Componente­s de un prodigio.

No es casual que en estos meses estemos celebrando efemérides que se tocan, se juntan, se entrelazan como un sistema de vasos comunicant­es cuyos denominado­res comunes son: los temas sociales, la guerra de Vietnam, la liberación femenina (su inicio, al menos), la revolución sexual, la contracult­ura, el uso del sintetizad­or Moog por ejemplo en la banda sonora de Apocalyse Now, de Francis Ford Coppola, música escrita por su padre, Carmine Coppola, la nítida efervescen­cia de la alegría.

Cincuenta años de Apocalypse Now, de Easy Rider, de Midgnith cowboy, de

El Graduado. Cincuenta años de la ignición en pos de la utopía.

He aquí algunos elementos que propongo para lavarnos los oídos y volver a escuchar, con oídos vírgenes de nuevo, una obra de arte que como todo clásico, nunca será comprendid­o a cabalidad, como no lo han sido las sonatas de Beethoven ni muchos cuadros de Picasso ni siquiera la Mona Lisa de Da Vinci, tan cerca de nosotros y tan cerca del misterio.

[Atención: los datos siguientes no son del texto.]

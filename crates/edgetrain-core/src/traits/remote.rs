use crate::errors::RemoteError;
use crate::models::{DeployOutcome, NewSample, RemoteJobRef, RemoteJobStatus, Sample};

/// The three calls the orchestrator makes against the training platform.
/// All of them block for the duration of one request.
pub trait IRemoteTrainingClient: Send + Sync {
    fn start_training(&self, device_id: &str) -> Result<RemoteJobRef, RemoteError>;

    fn get_status(&self, job: &RemoteJobRef) -> Result<RemoteJobStatus, RemoteError>;

    fn deploy(&self, job: &RemoteJobRef) -> Result<DeployOutcome, RemoteError>;
}

/// Pushes one stored sample to the platform's ingestion service.
pub trait ISampleUploader: Send + Sync {
    /// Returns the identifier the platform assigned to the sample.
    fn upload_sample(&self, sample: &Sample) -> Result<String, RemoteError>;
}

/// Pulls sensor readings from a virtual device.
pub trait IVirtualDeviceSource: Send + Sync {
    fn fetch_samples(&self, device_id: &str) -> Result<Vec<NewSample>, RemoteError>;
}
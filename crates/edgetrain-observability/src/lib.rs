//! # edgetrain-observability
//!
//! Structured tracing setup, one log event per domain occurrence, and the
//! counters the orchestrator and poller update as they work.

pub mod metrics;
pub mod tracing_setup;

pub use metrics::{MetricsSnapshot, OrchestratorMetrics};
pub use tracing_setup::{init_tracing, init_tracing_from_config, init_tracing_with_filter};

No hace falta que usted, hermosa lectora, amable lector, deje de lado su andamiaje emocional, su historia personal, su relación muy íntima con este disco. Al contrario, permita que fluya de manera semejante a como ocurre cuando escuchamos la música de Bach, tan sencilla, tan amable, tan amena, tan pero tan parecida en sus efectos cerebrales, emocionale­s y artísticos a la música de los Bítles.

Va. Pongamos a sonar el disco.

Percute en nosotros el corazón de lo contrario a las tinieblas: la luminosa música de Harrison (Here comes the sun), la algarabía de Star (Octopus’s Garden), el genio melodista de McCartney (ocho de las 17 piezas del disco) y el genio inconmensu­rable de Juanito Lenin (la mano que mece la cuna).

Pongamos a sonar el Abbey Road. Celebremos.